- [The problem] Scan the material below for "matches", then return each line that contains it.
---
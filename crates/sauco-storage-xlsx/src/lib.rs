//! Two-sheet xlsx persistence for the inventory dataset.
//!
//! The catalog lives in a `Catalogo` sheet and the movement ledger in a
//! `Movimientos` sheet of a single workbook. Saves write a temp file next to
//! the destination and rename it into place, so readers never observe a
//! partial rewrite.

use std::{
    fs,
    io::{self, Read, Seek},
    path::{Path, PathBuf},
};

use calamine::{open_workbook, Data, Range, Reader, Xlsx};
use chrono::{NaiveDateTime, Timelike};
use rust_xlsxwriter::Workbook;

use sauco_core::{CatalogUpload, Dataset, InventoryStorage, StoreError, PRODUCT_COLUMN};
use sauco_domain::{Catalog, Ledger, Movement, OperationKind, Product, Sector};

const CATALOG_SHEET: &str = "Catalogo";
const LEDGER_SHEET: &str = "Movimientos";
const UNITS_PER_BUNDLE_COLUMN: &str = "Unidades_Fardo";
const DATE_COLUMN: &str = "Fecha";
const KIND_COLUMN: &str = "Tipo";
const QUANTITY_COLUMN: &str = "Cantidad";
const SECTOR_COLUMN: &str = "Sector";
const TMP_SUFFIX: &str = "tmp";

/// Filesystem-backed xlsx persistence for the catalog and movement sheets.
#[derive(Debug, Clone)]
pub struct XlsxInventoryStorage {
    path: PathBuf,
}

impl XlsxInventoryStorage {
    pub fn new(path: impl Into<PathBuf>) -> Self {
        Self { path: path.into() }
    }

    pub fn path(&self) -> &Path {
        &self.path
    }
}

impl InventoryStorage for XlsxInventoryStorage {
    fn load(&self) -> Result<Dataset, StoreError> {
        if !self.path.exists() {
            return Ok(Dataset::default());
        }
        let mut workbook: Xlsx<_> = open_workbook(&self.path).map_err(corrupt)?;
        let catalog = read_catalog_sheet(&mut workbook)?;
        let ledger = read_ledger_sheet(&mut workbook)?;
        Ok(Dataset { catalog, ledger })
    }

    fn save(&self, dataset: &Dataset) -> Result<(), StoreError> {
        let tmp = tmp_path(&self.path);
        write_workbook(dataset, &tmp)?;
        fs::rename(&tmp, &self.path).map_err(|err| {
            let _ = fs::remove_file(&tmp);
            classify_write_error(&err)
        })
    }

    fn read_catalog_upload(&self, path: &Path) -> Result<CatalogUpload, StoreError> {
        let mut workbook: Xlsx<_> = open_workbook(path).map_err(corrupt)?;
        let sheet = workbook
            .sheet_names()
            .first()
            .cloned()
            .ok_or_else(|| StoreError::Corrupt("the workbook has no sheets".to_string()))?;
        let range = workbook.worksheet_range(&sheet).map_err(corrupt)?;
        Ok(parse_catalog_range(&range))
    }
}

fn read_catalog_sheet<RS: Read + Seek>(workbook: &mut Xlsx<RS>) -> Result<Catalog, StoreError> {
    let range = workbook.worksheet_range(CATALOG_SHEET).map_err(corrupt)?;
    Ok(Catalog::new(parse_catalog_range(&range).products))
}

fn parse_catalog_range(range: &Range<Data>) -> CatalogUpload {
    let mut rows = range.rows();
    let Some(header) = rows.next() else {
        return CatalogUpload::default();
    };
    let columns: Vec<String> = header
        .iter()
        .map(|cell| cell_string(cell).unwrap_or_default())
        .collect();
    let product_col = columns.iter().position(|column| column == PRODUCT_COLUMN);
    let factor_col = columns
        .iter()
        .position(|column| column == UNITS_PER_BUNDLE_COLUMN);

    let mut products = Vec::new();
    if let Some(product_col) = product_col {
        for row in rows {
            let Some(name) = row.get(product_col).and_then(cell_string) else {
                continue;
            };
            if name.is_empty() {
                continue;
            }
            let factor = match factor_col.and_then(|col| row.get(col)).and_then(cell_number) {
                Some(factor) if factor > 0.0 => Some(factor),
                Some(factor) => {
                    tracing::warn!(
                        product = %name,
                        factor,
                        "ignoring non-positive units-per-bundle value"
                    );
                    None
                }
                None => None,
            };
            products.push(Product {
                name,
                units_per_bundle: factor,
            });
        }
    }
    CatalogUpload { columns, products }
}

fn read_ledger_sheet<RS: Read + Seek>(workbook: &mut Xlsx<RS>) -> Result<Ledger, StoreError> {
    let range = workbook.worksheet_range(LEDGER_SHEET).map_err(corrupt)?;
    let mut rows = range.rows();
    let Some(header) = rows.next() else {
        return Ok(Ledger::default());
    };
    let columns: Vec<String> = header
        .iter()
        .map(|cell| cell_string(cell).unwrap_or_default())
        .collect();
    let column = |name: &str| {
        columns
            .iter()
            .position(|column| column == name)
            .ok_or_else(|| {
                StoreError::Corrupt(format!("sheet `{LEDGER_SHEET}` is missing column `{name}`"))
            })
    };
    let date_col = column(DATE_COLUMN)?;
    let product_col = column(PRODUCT_COLUMN)?;
    let kind_col = column(KIND_COLUMN)?;
    let quantity_col = column(QUANTITY_COLUMN)?;
    let sector_col = column(SECTOR_COLUMN)?;

    let mut movements = Vec::new();
    for (offset, row) in rows.enumerate() {
        if row.iter().all(|cell| matches!(cell, Data::Empty)) {
            continue;
        }
        let movement = parse_movement_row(row, date_col, product_col, kind_col, quantity_col, sector_col)
            .map_err(|reason| {
                // +2: one for the header, one for 1-based spreadsheet rows.
                StoreError::Corrupt(format!(
                    "sheet `{LEDGER_SHEET}` row {}: {reason}",
                    offset + 2
                ))
            })?;
        movements.push(movement);
    }
    Ok(Ledger::new(movements))
}

fn parse_movement_row(
    row: &[Data],
    date_col: usize,
    product_col: usize,
    kind_col: usize,
    quantity_col: usize,
    sector_col: usize,
) -> Result<Movement, String> {
    let text = |col: usize, name: &str| {
        row.get(col)
            .and_then(cell_string)
            .filter(|value| !value.is_empty())
            .ok_or_else(|| format!("missing `{name}`"))
    };

    let recorded_at = row
        .get(date_col)
        .and_then(cell_datetime)
        .ok_or_else(|| format!("bad or missing `{DATE_COLUMN}`"))?;
    let product = text(product_col, PRODUCT_COLUMN)?;
    let kind: OperationKind = text(kind_col, KIND_COLUMN)?
        .parse()
        .map_err(|err: sauco_domain::UnknownOperation| err.to_string())?;
    let quantity = row
        .get(quantity_col)
        .and_then(cell_number)
        .ok_or_else(|| format!("bad or missing `{QUANTITY_COLUMN}`"))?;
    let sector: Sector = text(sector_col, SECTOR_COLUMN)?
        .parse()
        .map_err(|err: sauco_domain::UnknownSector| err.to_string())?;

    Ok(Movement {
        recorded_at,
        product,
        kind,
        quantity,
        sector,
    })
}

fn write_workbook(dataset: &Dataset, path: &Path) -> Result<(), StoreError> {
    let mut workbook = Workbook::new();

    let sheet = workbook.add_worksheet();
    sheet.set_name(CATALOG_SHEET).map_err(write_failed)?;
    sheet.write_string(0, 0, PRODUCT_COLUMN).map_err(write_failed)?;
    sheet
        .write_string(0, 1, UNITS_PER_BUNDLE_COLUMN)
        .map_err(write_failed)?;
    for (offset, product) in dataset.catalog.products.iter().enumerate() {
        let row = (offset + 1) as u32;
        sheet.write_string(row, 0, &product.name).map_err(write_failed)?;
        if let Some(factor) = product.units_per_bundle {
            sheet.write_number(row, 1, factor).map_err(write_failed)?;
        }
    }

    let sheet = workbook.add_worksheet();
    sheet.set_name(LEDGER_SHEET).map_err(write_failed)?;
    for (col, name) in [
        DATE_COLUMN,
        PRODUCT_COLUMN,
        KIND_COLUMN,
        QUANTITY_COLUMN,
        SECTOR_COLUMN,
    ]
    .into_iter()
    .enumerate()
    {
        sheet.write_string(0, col as u16, name).map_err(write_failed)?;
    }
    for (offset, movement) in dataset.ledger.movements.iter().enumerate() {
        let row = (offset + 1) as u32;
        let stamp = movement
            .recorded_at
            .format(Movement::TIMESTAMP_FORMAT)
            .to_string();
        sheet.write_string(row, 0, stamp).map_err(write_failed)?;
        sheet
            .write_string(row, 1, &movement.product)
            .map_err(write_failed)?;
        sheet
            .write_string(row, 2, movement.kind.label())
            .map_err(write_failed)?;
        sheet
            .write_number(row, 3, movement.quantity)
            .map_err(write_failed)?;
        sheet
            .write_string(row, 4, movement.sector.label())
            .map_err(write_failed)?;
    }

    workbook.save(path).map_err(write_failed)
}

fn cell_string(cell: &Data) -> Option<String> {
    match cell {
        Data::String(value) => Some(value.trim().to_string()),
        Data::Int(value) => Some(value.to_string()),
        Data::Float(value) => Some(value.to_string()),
        Data::DateTimeIso(value) => Some(value.clone()),
        _ => None,
    }
}

fn cell_number(cell: &Data) -> Option<f64> {
    match cell {
        Data::Float(value) => Some(*value),
        Data::Int(value) => Some(*value as f64),
        Data::String(value) => value.trim().parse().ok(),
        _ => None,
    }
}

fn cell_datetime(cell: &Data) -> Option<NaiveDateTime> {
    let parsed = match cell {
        Data::String(value) => {
            NaiveDateTime::parse_from_str(value.trim(), Movement::TIMESTAMP_FORMAT).ok()
        }
        // Spreadsheet editors sometimes coerce the column to a real date.
        Data::DateTime(value) => value.as_datetime(),
        _ => None,
    }?;
    parsed
        .with_second(0)
        .and_then(|stamp| stamp.with_nanosecond(0))
}

/// A workbook held open elsewhere (Excel keeps a write lock on open files)
/// surfaces as a sharing violation or permission failure on the final
/// rename. Those map to `Locked`; everything else is generic I/O.
fn classify_write_error(err: &io::Error) -> StoreError {
    // Windows sharing/lock violation codes.
    const SHARING_VIOLATION: i32 = 32;
    const LOCK_VIOLATION: i32 = 33;
    let os_locked = matches!(
        err.raw_os_error(),
        Some(SHARING_VIOLATION) | Some(LOCK_VIOLATION)
    );
    if os_locked || err.kind() == io::ErrorKind::PermissionDenied {
        StoreError::Locked
    } else {
        StoreError::Io(err.to_string())
    }
}

fn corrupt(err: impl std::fmt::Display) -> StoreError {
    StoreError::Corrupt(err.to_string())
}

fn write_failed(err: rust_xlsxwriter::XlsxError) -> StoreError {
    StoreError::Io(err.to_string())
}

fn tmp_path(path: &Path) -> PathBuf {
    let mut tmp = path.to_path_buf();
    let ext = match path.extension().and_then(|ext| ext.to_str()) {
        Some(existing) => format!("{}.{}", existing, TMP_SUFFIX),
        None => TMP_SUFFIX.to_string(),
    };
    tmp.set_extension(ext);
    tmp
}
---
- [Written answer]
        if row.iter().all(|cell| matches!(cell, Data::Empty)) {
    let os_locked = matches!(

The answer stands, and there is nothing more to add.